Benefits of a Credit Union
Member-owned and operated
One of the primary differences between credit unions and banks is their ownership structure. As a credit union, we are member-owned. This means that you become a part-owner when you open a share account at a credit union. In contrast, banks are typically owned by shareholders who may not even be customers of that bank.
This member-owned model can work in your favor during a financial crisis. It allows credit unions to prioritize the needs and interests of their members instead of focusing on maximizing profits for shareholders. This enables us to provide more personalized service and policies that aim to support members through tough economic times.
Not-for-profit status
Credit unions operate as not-for-profit organizations. Unlike banks, which seek to generate profits to pay their shareholders and board members, credit unions reinvest surplus earnings back into the institution and their member-owners. This reinvestment can take the form of lower fees, better earnings rates on share accounts, and lower rates on loans.
In times of financial crisis, these benefits can be crucial. Lower fees and better rates mean you can keep more of your money and reduce the cost of borrowing. This can be especially beneficial if you need a loan to manage financial difficulties or if you want to maximize your returns.
Greater stability and lower risk
Credit unions and banks are insured, with most banks insured by the Federal Deposit Insurance Corporation (FDIC) for up to $250,000 per customer. Most credit unions are similarly insured by the National Credit Union Administration (NCUA) for up to $250,000, and many are privately insured, too. However, banks are likelier to have extremely large depositing customers that fall well beyond the insured amount. This can leave the banks scrambling if many wealthy customers withdraw their uninsured funds during a financial crisis.
In addition, credit unions tend to take lower risks compared to banks. They maintain conservative lending practices and focus on member services rather than profit.
Stronger ties to the community
Credit unions are typically community-focused institutions. They often have strong ties to the areas they serve and a deep understanding of the specific financial needs of their members.

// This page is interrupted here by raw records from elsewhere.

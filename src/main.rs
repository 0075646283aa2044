//! # FairOS Demo
//!
//! Four tasks with different weights and behaviors share the CPU:
//!
//! | Task | Weight | Behavior |
//! |------|--------|----------|
//! | `cruncher` | LOW | Busy-loops, never yields |
//! | `sampler` | NORMAL | Works, then sleeps 100 ticks |
//! | `consumer` | NORMAL | Blocks on a notification from `producer` |
//! | `producer` | HIGH | Short bursts, notifies `consumer` |
//!
//! ## Expected Behavior
//!
//! - `cruncher` soaks up whatever CPU is left but cannot starve the others:
//!   its virtual runtime grows four times faster than a NORMAL task's.
//! - `sampler` wakes on time; its virtual runtime is lifted to the current
//!   minimum, so sleeping buys it no extra credit.
//! - `producer` runs about four times as often as a NORMAL task when all
//!   are busy.
//!
//! On bare metal this is the firmware image. On a hosted target the same
//! mix is simulated tick by tick against the hosted port and the CPU share
//! of each task is printed.

#![cfg_attr(target_os = "none", no_std)]
#![cfg_attr(target_os = "none", no_main)]

#[cfg(all(target_arch = "arm", target_os = "none"))]
mod firmware {
    use core::ffi::c_void;
    use core::sync::atomic::{AtomicU32, Ordering};

    use cortex_m_rt::entry;
    use panic_halt as _;

    use fairos::config::{HEAP_SIZE, WEIGHT_HIGH, WEIGHT_LOW, WEIGHT_NORMAL};
    use fairos::kernel;
    use fairos::task::TaskHandle;

    static mut POOL: [u8; HEAP_SIZE] = [0; HEAP_SIZE];
    static CONSUMER: AtomicU32 = AtomicU32::new(0);
    static mut CONSUMER_HANDLE: Option<TaskHandle> = None;

    /// CPU hog: only ever preempted.
    extern "C" fn cruncher(_: *mut c_void) {
        let mut counter: u32 = 0;
        loop {
            counter = counter.wrapping_add(1);
            core::hint::black_box(counter);
        }
    }

    /// Periodic sampler: ~5 ticks of work every 100 ticks.
    extern "C" fn sampler(_: *mut c_void) {
        loop {
            let mut work: u32 = 0;
            for _ in 0..5000 {
                work = core::hint::black_box(work.wrapping_add(1));
            }
            let _ = kernel::sleep(100);
        }
    }

    extern "C" fn consumer(_: *mut c_void) {
        loop {
            if let Ok(Some(bits)) = kernel::notify_wait(None) {
                CONSUMER.fetch_add(bits, Ordering::Relaxed);
            }
        }
    }

    extern "C" fn producer(_: *mut c_void) {
        loop {
            let mut result: u32 = 0;
            for _ in 0..2000 {
                result = core::hint::black_box(result.wrapping_add(1));
            }
            // Safety: written once in `main` before the scheduler starts.
            if let Some(h) = unsafe { CONSUMER_HANDLE } {
                let _ = kernel::notify(h, 1);
            }
            kernel::yield_now();
        }
    }

    #[entry]
    fn main() -> ! {
        let Some(cp) = cortex_m::Peripherals::take() else {
            loop {
                cortex_m::asm::wfi();
            }
        };

        // Safety: the pool is handed to the kernel exactly once.
        let pool = unsafe { &mut *core::ptr::addr_of_mut!(POOL) };
        if kernel::init(pool).is_err() {
            loop {
                cortex_m::asm::wfi();
            }
        }

        let null = core::ptr::null_mut();
        let _ = kernel::create_task(cruncher, null, 512, WEIGHT_LOW);
        let _ = kernel::create_task(sampler, null, 1024, WEIGHT_NORMAL);
        if let Ok(h) = kernel::create_task(consumer, null, 1024, WEIGHT_NORMAL) {
            // Safety: no task is running yet.
            unsafe { CONSUMER_HANDLE = Some(h) };
        }
        let _ = kernel::create_task(producer, null, 1024, WEIGHT_HIGH);

        kernel::start(cp)
    }
}

#[cfg(not(target_os = "none"))]
mod simulation {
    use std::error::Error;
    use std::ffi::c_void;
    use fairos::arch::Port;

    use fairos::arch::hosted::HostedPort;
    use fairos::config::{HEAP_SIZE, MAX_CORES, MAX_TASKS, WEIGHT_HIGH, WEIGHT_LOW, WEIGHT_NORMAL};
    use fairos::heap::Heap;
    use fairos::scheduler::Scheduler;

    const SIM_TICKS: u32 = 2_000;

    extern "C" fn body(_: *mut c_void) {}

    extern "C" fn exit_trap() -> ! {
        panic!("simulated task returned");
    }

    pub fn run() -> Result<(), Box<dyn Error>> {
        let pool: &'static mut [u64] = Box::leak(vec![0u64; HEAP_SIZE / 8].into_boxed_slice());
        let heap: &'static Heap = Box::leak(Box::new(Heap::new()));
        // Safety: the pool is leaked and used by nothing else.
        unsafe { heap.init(pool.as_mut_ptr() as *mut u8, HEAP_SIZE)? };
        let sched: &'static Scheduler<'static, HostedPort> =
            Box::leak(Box::new(Scheduler::new(heap, HostedPort::new(), exit_trap)));
        sched.init();
        for core in 0..MAX_CORES {
            sched.start_core(core)?;
        }

        let mix = [
            ("cruncher", WEIGHT_LOW),
            ("sampler", WEIGHT_NORMAL),
            ("worker", WEIGHT_NORMAL),
            ("producer", WEIGHT_HIGH),
            ("batch", WEIGHT_LOW),
            ("control", WEIGHT_HIGH),
        ];
        let mut names = [""; MAX_TASKS];
        let mut handles = Vec::new();
        for (name, weight) in mix {
            let h = sched.task_create(body, std::ptr::null_mut(), 1024, weight)?;
            names[h.slot()] = name;
            handles.push(h);
        }
        let sampler = handles[1];

        let port = sched.port();
        for core in 0..MAX_CORES {
            port.set_core(core);
            sched.schedule_next_task();
        }

        let mut share = [0u32; MAX_TASKS];
        for _ in 0..SIM_TICKS {
            port.advance(1);
            for core in 0..MAX_CORES {
                port.set_core(core);
                if let Some(cur) = sched.current_task() {
                    share[cur.slot()] += 1;
                    // The sampler works one slice, then sleeps 100 ticks.
                    if cur == sampler && port.now() % 110 == 10 {
                        sched.task_block(sampler, Some(port.now() + 100))?;
                        sched.schedule_next_task();
                        continue;
                    }
                }
                if sched.scheduler_tick() {
                    sched.schedule_next_task();
                }
            }
        }

        println!("{:<10} {:>6} {:>6} {:>8}", "task", "core", "weight", "ticks");
        for i in 0..MAX_TASKS {
            let Some(info) = sched.scheduler_get_task_by_index(i) else {
                continue;
            };
            let name = if info.is_idle { "idle" } else { names[i] };
            println!(
                "{:<10} {:>6} {:>6} {:>8}",
                name, info.core, info.weight, share[i]
            );
        }
        for core in 0..MAX_CORES {
            println!("core {} context switches: {}", core, sched.context_switches(core));
        }

        let stats = heap.stats();
        println!(
            "heap: {} used / {} total, largest free {}, {} fragments",
            stats.used, stats.total, stats.largest_free, stats.fragments
        );
        heap.check_integrity()?;
        Ok(())
    }
}

#[cfg(not(target_os = "none"))]
fn main() -> Result<(), Box<dyn std::error::Error>> {
    env_logger::Builder::from_env(env_logger::Env::default().default_filter_or("info")).init();
    simulation::run()
}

This community focus can translate into more tailored and supportive services during a financial crisis. Read about how Jovia’s making an impact on the community here.
Personalized service
Access to personalized service can make a big difference in a financial crisis. Credit unions, with their smaller size and member-focused approach, can often provide more personalized service compared to large, impersonal banks. In addition, credit union staff is typically more accessible and willing to work with members on an individual basis to find solutions to financial problems.
Better loan terms
Credit unions typically offer more favorable loan terms than banks, which can be particularly advantageous during a financial crisis. Lower interest rates, reduced fees, and more flexible terms can make it easier to manage debt and maintain financial stability.